The findings are further validated by the overall and conditional DTE estimates illustrated in Figure 1.3. According to the uniform confidence bands of (C)DTE under independent censoring, the newer protocol does not statistically significantly outperform the older one, even in the shorter post-treatment period. The introduction of dependent censoring does not alter this conclusion. That said, this conclusion is valid only under the maintained ranges ofθ, which include the special case of non-informative censoring.
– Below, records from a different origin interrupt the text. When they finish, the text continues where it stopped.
//! Court decisions describing the legal landscape for a mark.
//!
//! Precedents are not tied to the brand: any hit with legal context
//! counts.

use std::collections::HashSet;
use std::sync::OnceLock;

use markscout_common::LegalPrecedent;
use regex::Regex;
use url::Url;

use super::{canonical_order, truncate_chars, HitView};
use crate::models::SearchHit;

pub const MAX_PRECEDENTS: usize = 5;
const CASE_NAME_MAX_CHARS: usize = 150;
const TITLE_FALLBACK_CHARS: usize = 100;
const RELEVANCE_MAX_CHARS: usize = 200;

const LEGAL_KEYWORDS: &[&str] = &[
    " v ",
    " vs ",
    "case",
    "judgment",
    "court",
    "tribunal",
    "infringement",
    "passing off",
    "section 29",
    "trade marks act",
];

/// Extract up to five precedents, first found wins on case name.
pub fn extract_legal_precedents(hits: &[SearchHit]) -> Vec<LegalPrecedent> {
    let mut seen: HashSet<String> = HashSet::new();
    let mut precedents = Vec::new();

    for view in canonical_order(hits) {
        if precedents.len() == MAX_PRECEDENTS {
            break;
        }
        if !view.contains_any(LEGAL_KEYWORDS) {
            continue;
        }
        let case_name = truncate_chars(&case_name(&view.hit.title), CASE_NAME_MAX_CHARS);
        if case_name.trim().is_empty() || !seen.insert(case_name.to_lowercase()) {
            continue;
        }

        precedents.push(LegalPrecedent {
            case_name,
            court: court(&view).map(str::to_string),
            year: year(&view.combined),
            relevance: truncate_chars(&view.hit.snippet, RELEVANCE_MAX_CHARS),
            outcome: None,
            key_principle: None,
            source: Some(host_or_unknown(&view.hit.url)),
            url: (!view.hit.url.is_empty()).then(|| view.hit.url.clone()),
        });
    }
    precedents
}

/// `Party v. Party` from the title, else the first 100 characters of it.
fn case_name(title: &str) -> String {
    static RE: OnceLock<Regex> = OnceLock::new();
    let re = RE.get_or_init(|| {
        Regex::new(r"([A-Z][a-zA-Z\s]+)\s+(?:v|vs|versus)\.?\s+([A-Z][a-zA-Z\s]+)").unwrap()
    });
    match re.captures(title) {
        Some(c) => format!("{} v. {}", c[1].trim(), c[2].trim()),
        None => truncate_chars(title, TITLE_FALLBACK_CHARS),
    }
}

fn court(view: &HitView<'_>) -> Option<&'static str> {
    let text = &view.combined;
    let high_court = text.contains("high court");
    if text.contains("supreme court") {
        Some("Supreme Court of India")
    } else if text.contains("delhi") && (high_court || text.contains("hc")) {
        Some("Delhi High Court")
    } else if text.contains("bombay") && high_court {
        Some("Bombay High Court")
    } else if high_court {
        Some("High Court")
    } else {
        None
    }
}

fn year(text: &str) -> Option<String> {
    static RE: OnceLock<Regex> = OnceLock::new();
    let re = RE.get_or_init(|| Regex::new(r"\b(19|20)\d{2}\b").unwrap());
    re.find(text).map(|m| m.as_str().to_string())
}

fn host_or_unknown(url: &str) -> String {
    Url::parse(url)
        .ok()
        .and_then(|u| u.host_str().map(str::to_string))
        .unwrap_or_else(|| "Unknown".to_string())
}

#[cfg(test)]
mod tests {
    use super::*;
    use crate::extract::hit;

    #[test]
    fn test_party_v_party() {
        let hits = vec![hit(
            10,
            "Yahoo Inc v. Akash Arora - Delhi High Court 1999",
            "https://indiankanoon.org/doc/1741869/",
            "Passing off of domain names; the court held that...",
        )];
        let precedents = extract_legal_precedents(&hits);
        assert_eq!(precedents.len(), 1);
        let p = &precedents[0];
        assert_eq!(p.case_name, "Yahoo Inc v. Akash Arora");
        assert_eq!(p.court.as_deref(), Some("Delhi High Court"));
        assert_eq!(p.year.as_deref(), Some("1999"));
        assert_eq!(p.source.as_deref(), Some("indiankanoon.org"));
        assert!(p.outcome.is_none());
    }

    #[test]
    fn test_vs_with_supreme_court() {
        let hits = vec![hit(
            9,
            "Cadila Health Care vs Cadila Pharmaceuticals (2001) Supreme Court",
            "https://example.org/cadila",
            "Phonetic similarity test for pharmaceutical marks",
        )];
        let precedents = extract_legal_precedents(&hits);
        assert_eq!(precedents[0].case_name, "Cadila Health Care v. Cadila Pharmaceuticals");
        assert_eq!(precedents[0].court.as_deref(), Some("Supreme Court of India"));
        assert_eq!(precedents[0].year.as_deref(), Some("2001"));
    }

    #[test]
    fn test_title_fallback_and_unknown_source() {
        let title = format!("Trademark infringement explained {}", "x".repeat(200));
        let hits = vec![hit(0, &title, "", "")];
        let precedents = extract_legal_precedents(&hits);
        assert_eq!(precedents[0].case_name.chars().count(), 100);
        assert_eq!(precedents[0].source.as_deref(), Some("Unknown"));
        assert_eq!(precedents[0].url, None);
        assert_eq!(precedents[0].court, None);
    }

    #[test]
    fn test_non_legal_hits_ignored() {
        let hits = vec![hit(0, "Zeno shoes online", "https://zeno.example.com", "buy now")];
        assert!(extract_legal_precedents(&hits).is_empty());
    }

    #[test]
    fn test_capped_and_deduplicated() {
        let mut hits: Vec<SearchHit> = (0..7)
            .map(|i| {
                hit(
                    i,
                    &format!("Alpha{} v. Beta", char::from(b'A' + i as u8)),
                    "https://indiankanoon.org/doc",
                    "high court judgment",
                )
            })
            .collect();
        hits.push(hit(0, "ALPHAA V. BETA", "https://other.example.org", "case"));

        let precedents = extract_legal_precedents(&hits);
        assert_eq!(precedents.len(), MAX_PRECEDENTS);
        assert_eq!(precedents[0].case_name, "AlphaA v. Beta");
        assert_eq!(precedents[0].court.as_deref(), Some("High Court"));
    }

    #[test]
    fn test_order_insensitive_under_cap() {
        let mut hits: Vec<SearchHit> = (0..7)
            .map(|i| {
                hit(
                    6 - i,
                    &format!("Alpha{} v. Beta", char::from(b'A' + i as u8)),
                    "https://indiankanoon.org/doc",
                    "high court judgment",
                )
            })
            .collect();
        hits.push(hit(0, "AlphaG v. Beta", "https://a.example.org", "supreme court case"));

        let forward = extract_legal_precedents(&hits);
        hits.reverse();
        let backward = extract_legal_precedents(&hits);
        hits.rotate_left(3);
        let rotated = extract_legal_precedents(&hits);

        assert_eq!(forward, backward);
        assert_eq!(forward, rotated);
        assert_eq!(forward.len(), MAX_PRECEDENTS);
        assert_eq!(forward[0].case_name, "AlphaG v. Beta");
        assert_eq!(forward[0].court.as_deref(), Some("Supreme Court of India"));
        assert_eq!(forward[1].case_name, "AlphaF v. Beta");
    }
}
In order to generalize this to other dependence patterns, we would need to perform robustness checks with corresponding levels ofθ.
More comprehensive results are compiled in Table 1.3. Here, we not only report the “mean” values for (C)DTE as captured by (C)ATE, but also provide the values with the maximum absolute deviations from zero over their index sets for other types of TEBFs. Additionally, the table includes 95% uniform confidence sets corresponding to these reported TEBF estimates. Although Table 1.3 does not conclusively demonstrate treatment effect nullity across the
entire Gumbel copula family, it does suggest that there are no significant differences between the two protocols, on average and uniformly over the index sets, regardless of the type of policy effect under consideration. This observation aligns with the findings depicted in Figures 1.2 and 1.3. Furthermore, this conclusion remains valid across different correlation scenarios and analysis periods.
In sum, when we deviate from the conditional independence censoring mechanism, we do not find enough evidence supporting that AHOPCA ALL-2008 leads to more favorable early-year survival prospects.